Der Grosse Rat hat eine Kommission eingesetzt, welche die Totalrevision des Parlamentsrechts vorbereitet hat. Die Kommission Parlamentsrechtsrevision hat sich entschlossen, das Parlamentsrecht ohne vorgängige Revision der Verfassung zu revidieren. Nach Auffassung des Regierungsrates respektiert die Vorlage den verfassungsrechtlichen Rahmen nicht in umfassender Weise.
Ziel der Revision ist insbesondere eine Stärkung des Grossen Rats. Aus der Sicht des Regierungsrates sollten die Institutionen insgesamt gestärkt werden.
Die seitens des Regierungsrates dem Grossen Rat unterbreiteten Anträge betreffen insbesondere folgende Elemente der Revisionsvorlage:
- Der Regierungsrat hält das vorgesehene Einsichtsrecht von Kommissionen und Aufsichtskommissionen in Mitberichte zu Regierungsratsgeschäften für zu weit gehend. Ein vom Regierungsrat eingeholtes Gutachten von Prof. Dr. Bernhard Ehrenzeller hat seine Auffassung bestätigt, dass ein zu weit gehendes Recht auf Einsichtnahme die freie kollegiale Beratung und Entscheidfindung und damit die Funktionsfähigkeit der Regierung erheblich beeinträchtigt.

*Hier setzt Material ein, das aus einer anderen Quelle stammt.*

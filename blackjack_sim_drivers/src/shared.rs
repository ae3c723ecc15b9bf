use std::collections::BTreeMap;
use std::fs;
use std::path::{Path, PathBuf};

use blackjack_sim::{
    strategy::{StrategyConfig, StrategyTable},
    Action, BonusBets, SimulationConfig, DEFAULT_SPLIT_LIMIT, MAX_BET,
};
use serde::{Deserialize, Serialize};
use thiserror::Error;

/// Most seats a blackjack table has.
pub const MAX_PLAYERS: u8 = 7;

#[derive(Error, Debug)]
pub enum ConfigError {
    #[error("Cannot read {}: {source}", .path.display())]
    Io {
        path: PathBuf,
        source: std::io::Error,
    },
    #[error("Cannot parse YAML: {0}")]
    Yaml(#[from] serde_yaml::Error),
    #[error("Invalid value: {0}")]
    InvalidValue(String),
    #[error("Invalid action: {0}")]
    InvalidAction(#[from] serde::de::value::Error),
    #[error(transparent)]
    Strategy(#[from] blackjack_sim::Error),
}

#[derive(Debug, Clone, Serialize, Deserialize)]
pub struct Config {
    pub simulations: Vec<ConfigSimulation>,
}

#[derive(Debug, Clone, Serialize, Deserialize)]
pub struct ConfigSimulation {
    pub name: String,
    pub num_decks: u8,
    pub num_players: u8,
    pub num_sessions: u32,
    pub max_session_hands: u32,
    pub min_bet: u32,
    pub buyin_num_bets: u32,
    #[serde(default)]
    pub split_limit: Option<usize>,
    #[serde(default)]
    pub seed: Option<u64>,
    #[serde(default)]
    pub bonus_bets: ConfigBonusBets,
    /// Relative paths are resolved against the directory of the main config file.
    pub strategy_config_file: String,
}

#[derive(Debug, Clone, Default, Serialize, Deserialize)]
pub struct ConfigBonusBets {
    #[serde(default)]
    pub twenty_one_plus_three: Option<u32>,
    #[serde(default)]
    pub bust_bonus: Option<u32>,
}

impl TryInto<SimulationConfig> for ConfigSimulation {
    type Error = ConfigError;

    fn try_into(self) -> Result<SimulationConfig, Self::Error> {
        let invalid = |message: &str| {
            Err(ConfigError::InvalidValue(format!(
                "{}: {}",
                self.name, message
            )))
        };
        if self.num_decks == 0 {
            return invalid("num_decks must be at least 1");
        }
        if self.num_players == 0 || self.num_players > MAX_PLAYERS {
            return invalid("num_players must be between 1 and 7");
        }
        if self.min_bet == 0 {
            return invalid("min_bet must be at least 1");
        }
        if self.buyin_num_bets == 0 {
            return invalid("buyin_num_bets must be at least 1");
        }
        if self.split_limit == Some(0) {
            return invalid("split_limit must be at least 1");
        }
        if self.bonus_bets.twenty_one_plus_three == Some(0) || self.bonus_bets.bust_bonus == Some(0)
        {
            return invalid("bonus bets must be at least 1, leave them out to disable them");
        }
        let largest_bet = [
            Some(self.min_bet),
            self.bonus_bets.twenty_one_plus_three,
            self.bonus_bets.bust_bonus,
        ]
        .into_iter()
        .flatten()
        .max()
        .unwrap_or(0);
        if largest_bet > MAX_BET {
            return invalid(&format!("bets must not exceed {}", MAX_BET));
        }

        Ok(SimulationConfig {
            num_decks: self.num_decks,
            num_players: self.num_players,
            num_sessions: self.num_sessions,
            max_session_hands: self.max_session_hands,
            min_bet: self.min_bet,
            buyin_num_bets: self.buyin_num_bets,
            split_limit: self.split_limit.unwrap_or(DEFAULT_SPLIT_LIMIT),
            bonus_bets: BonusBets {
                twenty_one_plus_three: self.bonus_bets.twenty_one_plus_three,
                bust_bonus: self.bonus_bets.bust_bonus,
            },
            seed: self.seed,
            name: self.name,
        })
    }
}

/// Strategy file content. Actions are the codes `H`, `S`, `D` and `SP`.
#[derive(Debug, Clone, Default, Serialize, Deserialize)]
pub struct ConfigStrategy {
    pub hard_totals: Option<BTreeMap<u8, Vec<String>>>,
    pub soft_hands: Option<BTreeMap<String, Vec<String>>>,
    pub pairs: Option<BTreeMap<String, Vec<String>>>,
}

impl TryInto<StrategyConfig> for ConfigStrategy {
    type Error = ConfigError;

    fn try_into(self) -> Result<StrategyConfig, Self::Error> {
        Ok(StrategyConfig {
            hard_totals: self.hard_totals.map(parse_actions).transpose()?,
            soft_hands: self.soft_hands.map(parse_actions).transpose()?,
            pairs: self.pairs.map(parse_actions).transpose()?,
        })
    }
}

fn parse_actions<K: Ord>(
    table: BTreeMap<K, Vec<String>>,
) -> Result<BTreeMap<K, Vec<Action>>, ConfigError> {
    table
        .into_iter()
        .map(|(key, codes)| {
            let actions = codes
                .iter()
                .map(|code| code.parse())
                .collect::<Result<Vec<Action>, _>>()?;
            Ok::<_, ConfigError>((key, actions))
        })
        .collect()
}

fn read_file(filename: &Path) -> Result<String, ConfigError> {
    fs::read_to_string(filename).map_err(|source| ConfigError::Io {
        path: filename.to_path_buf(),
        source,
    })
}

/// Reads the content of a given config file and parses it to a Config.
pub fn parse_config_from_file(filename: &Path) -> Result<Config, ConfigError> {
    Ok(serde_yaml::from_str(&read_file(filename)?)?)
}

pub fn parse_strategy_from_file(filename: &Path) -> Result<ConfigStrategy, ConfigError> {
    Ok(serde_yaml::from_str(&read_file(filename)?)?)
}

/// Path of the strategy file of `simulation`, relative to the directory holding the main config
/// file unless it is absolute.
pub fn strategy_file_path(config_path: &Path, simulation: &ConfigSimulation) -> PathBuf {
    let strategy_path = Path::new(&simulation.strategy_config_file);
    match config_path.parent() {
        Some(dir) if strategy_path.is_relative() => dir.join(strategy_path),
        _ => strategy_path.to_path_buf(),
    }
}

/// Reads, converts and validates the strategy table of `simulation`.
pub fn load_strategy(
    config_path: &Path,
    simulation: &ConfigSimulation,
) -> Result<StrategyTable, ConfigError> {
    let config_strategy = parse_strategy_from_file(&strategy_file_path(config_path, simulation))?;
    let strategy_config: StrategyConfig = config_strategy.try_into()?;
    Ok(StrategyTable::new(&strategy_config)?)
}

- Der Regierungsrat erachtet die neu vorgesehene Finanzmotion für nicht vereinbar mit seiner verfassungsmässigen Aufgabe, den Voranschlag integral zu verabschieden. Auch in diesem Punkt hat Prof. Ehrenzeller festgehalten, die verfassungsmässige Kompetenz des Regierungsrates würde beeinträchtigt, wenn er nicht mehr frei wäre in der Beurteilung der wirtschafts- und finanzpolitischen Entwicklung des Kantons und den daraus zu ziehenden kurz- und mittelfristigen finanz- und steuerpolitischen Steuerungsmassnahmen. Eine Finanzmotion im Budgetbereich könnte deshalb nur Richtliniencharakter haben, nicht aber verbindlich sein.

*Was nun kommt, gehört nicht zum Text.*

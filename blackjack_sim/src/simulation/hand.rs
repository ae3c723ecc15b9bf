use crate::{Error, Result};

use super::Card;

#[derive(Debug, Clone, Copy, PartialEq, Eq)]
pub enum HandResult {
    Undetermined,
    Win,
    Push,
    Loss,
}

/// Represents one group of cards held by a player or the dealer.
///
/// The hard value, soft value, ace flag and blackjack flag are recomputed every time the cards
/// change, so they can never be stale.
#[derive(Debug, Clone)]
pub struct Hand {
    cards: Vec<Card>,
    is_dealer: bool,
    bet: u32,
    doubled: bool,
    result: HandResult,

    hard_value: u8,
    soft_value: Option<u8>,
    contains_ace: bool,
    is_blackjack: bool,
}

impl Hand {
    pub fn new_player(bet: u32) -> Hand {
        Hand {
            cards: Vec::with_capacity(4),
            is_dealer: false,
            bet,
            doubled: false,
            result: HandResult::Undetermined,
            hard_value: 0,
            soft_value: None,
            contains_ace: false,
            is_blackjack: false,
        }
    }

    pub fn new_dealer() -> Hand {
        Hand {
            is_dealer: true,
            ..Hand::new_player(0)
        }
    }

    /// Appends a card. Drawing to a hand that is already 21 or bust is never legal.
    pub fn add_card(&mut self, card: Card) -> Result<()> {
        if self.hard_value >= 21 {
            return Err(Error::Gameplay(format!(
                "Cannot add {} to hand {} with hard value {}",
                card, self, self.hard_value
            )));
        }
        self.cards.push(card);
        self.calculate_value();
        Ok(())
    }

    /// Takes the second card out of a two-card pair and returns it as a new hand with the same
    /// bet.
    pub fn split_hand(&mut self) -> Result<Hand> {
        if self.is_dealer {
            return Err(Error::Gameplay(String::from("Cannot split the dealer hand")));
        }
        if self.cards.len() != 2 {
            return Err(Error::Gameplay(format!(
                "Cannot split hand {} with {} cards",
                self,
                self.cards.len()
            )));
        }
        if self.cards[0].rank != self.cards[1].rank {
            return Err(Error::Gameplay(format!(
                "Cannot split hand {} of different ranks",
                self
            )));
        }

        let card = self
            .cards
            .pop()
            .ok_or_else(|| Error::Gameplay(String::from("Cannot split an empty hand")))?;
        self.calculate_value();

        let mut new_hand = Hand::new_player(self.bet);
        new_hand.add_card(card)?;
        Ok(new_hand)
    }

    /// Doubles the bet. Only a two-card player hand can be doubled.
    pub fn double_down(&mut self) -> Result<()> {
        if self.is_dealer || self.cards.len() != 2 {
            return Err(Error::Gameplay(format!("Cannot double down on hand {}", self)));
        }
        self.bet = self
            .bet
            .checked_mul(2)
            .ok_or_else(|| Error::Gameplay(format!("Cannot double a bet of {}", self.bet)))?;
        self.doubled = true;
        Ok(())
    }

    /// The value used to compare against the dealer: the soft value if there is one.
    pub fn ultimate_value(&self) -> u8 {
        match self.soft_value {
            Some(soft_value) => soft_value.max(self.hard_value),
            None => self.hard_value,
        }
    }

    /// Ranks sorted A, K, Q, J, T, 9, ..., 2 and concatenated, e.g. "A7" for both 7-A and A-7.
    pub fn hand_signature(&self) -> String {
        let mut ranks: Vec<_> = self.cards.iter().map(|card| card.rank).collect();
        ranks.sort_by_key(|rank| rank.canonical_order());
        ranks.into_iter().map(|rank| rank.to_char()).collect()
    }

    pub fn cards(&self) -> &[Card] {
        &self.cards
    }

    pub fn len(&self) -> usize {
        self.cards.len()
    }

    pub fn is_empty(&self) -> bool {
        self.cards.is_empty()
    }

    pub fn is_dealer(&self) -> bool {
        self.is_dealer
    }

    pub fn bet(&self) -> u32 {
        self.bet
    }

    pub fn is_doubled(&self) -> bool {
        self.doubled
    }

    pub fn result(&self) -> HandResult {
        self.result
    }

    pub fn hard_value(&self) -> u8 {
        self.hard_value
    }

    pub fn soft_value(&self) -> Option<u8> {
        self.soft_value
    }

    pub fn contains_ace(&self) -> bool {
        self.contains_ace
    }

    pub fn is_blackjack(&self) -> bool {
        self.is_blackjack
    }

    pub fn is_bust(&self) -> bool {
        self.hard_value > 21
    }

    pub(crate) fn set_result(&mut self, result: HandResult) {
        self.result = result;
    }

    fn calculate_value(&mut self) {
        self.hard_value = self.cards.iter().map(|card| card.value()).sum();
        self.contains_ace = self.cards.iter().any(|card| card.value() == 1);

        // Only one ace can count as 11, and only if that does not bust the hand.
        self.soft_value = if self.contains_ace && self.hard_value <= 11 {
            Some(self.hard_value + 10)
        } else {
            None
        };
        self.is_blackjack = self.cards.len() == 2 && self.soft_value == Some(21);
    }
}

impl std::fmt::Display for Hand {
    fn fmt(&self, f: &mut std::fmt::Formatter<'_>) -> std::fmt::Result {
        for card in &self.cards {
            write!(f, "{}", card)?;
        }
        match self.soft_value {
            Some(soft_value) => write!(f, " H={}, S={}", self.hard_value, soft_value),
            None => write!(f, " H={}", self.hard_value),
        }
    }
}

/// Builds a player hand from rank characters, e.g. "A7". Suits cycle C, D, H, S unless
/// `suited`, in which case every card is a club.
#[cfg(test)]
pub(crate) fn hand_from_ranks(ranks: &str, suited: bool) -> Hand {
    use super::{Rank, Suit};
    use strum::IntoEnumIterator;

    let mut hand = Hand::new_player(15);
    let mut suits = Suit::iter().cycle();
    for rank in ranks.chars() {
        let suit = if suited {
            Suit::Club
        } else {
            suits.next().unwrap()
        };
        hand.add_card(Card::new(Rank::try_from(rank).unwrap(), suit))
            .unwrap();
    }
    hand
}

- Der Regierungsrat erachtet die neu vorgesehene Aufgabenteilung zwischen der Staatskanzlei und den Parlamentsdiensten (bisher: Ratssekretariat) für nicht vereinbar mit der Vorgabe der Kantonsverfassung, wonach die Staatskanzlei «Stabs- und Verbindungsstelle des Grossen Rates und des Regierungsrates» ist. Die wirklich bedeutsamen Aufgaben einer Stabsstelle des Grossen Rates sollen inskünftig den Parlamentsdiensten vorbehalten sein, während die Staatskanzlei als Hilfsdienstleister der Parlamentsdienste amtieren soll. Der Regierungsrat ist durchaus bereit, über eine grundlegende Veränderung des geltenden Systems zu diskutieren, doch würde dies eine Revision der Kantonsverfassung erfordern.
- Der Regierungsrat beurteilt die neu vorgesehene Umschreibung der neuen und gebundenen Ausgaben als problematisch. Der Entwurf sieht vor, dass Ausgaben nur dann als gebunden gelten sollen, wenn keinerlei Handlungsfreiheit besteht. Mit dieser Definition stände der Kanton Bern im Kantonsvergleich alleine da. Sie würde dazu führen, dass sich wesentlich längere Verfahrensfristen ergeben, was beispielsweise bei Innovationen im Standortwettbewerb zwischen den Kantonen ein Nachteil sein kann.
Anlässlich der Debatte in der Januarsession 2013 wird der Regierungspräsident die Anträge des Regierungsrates vertreten.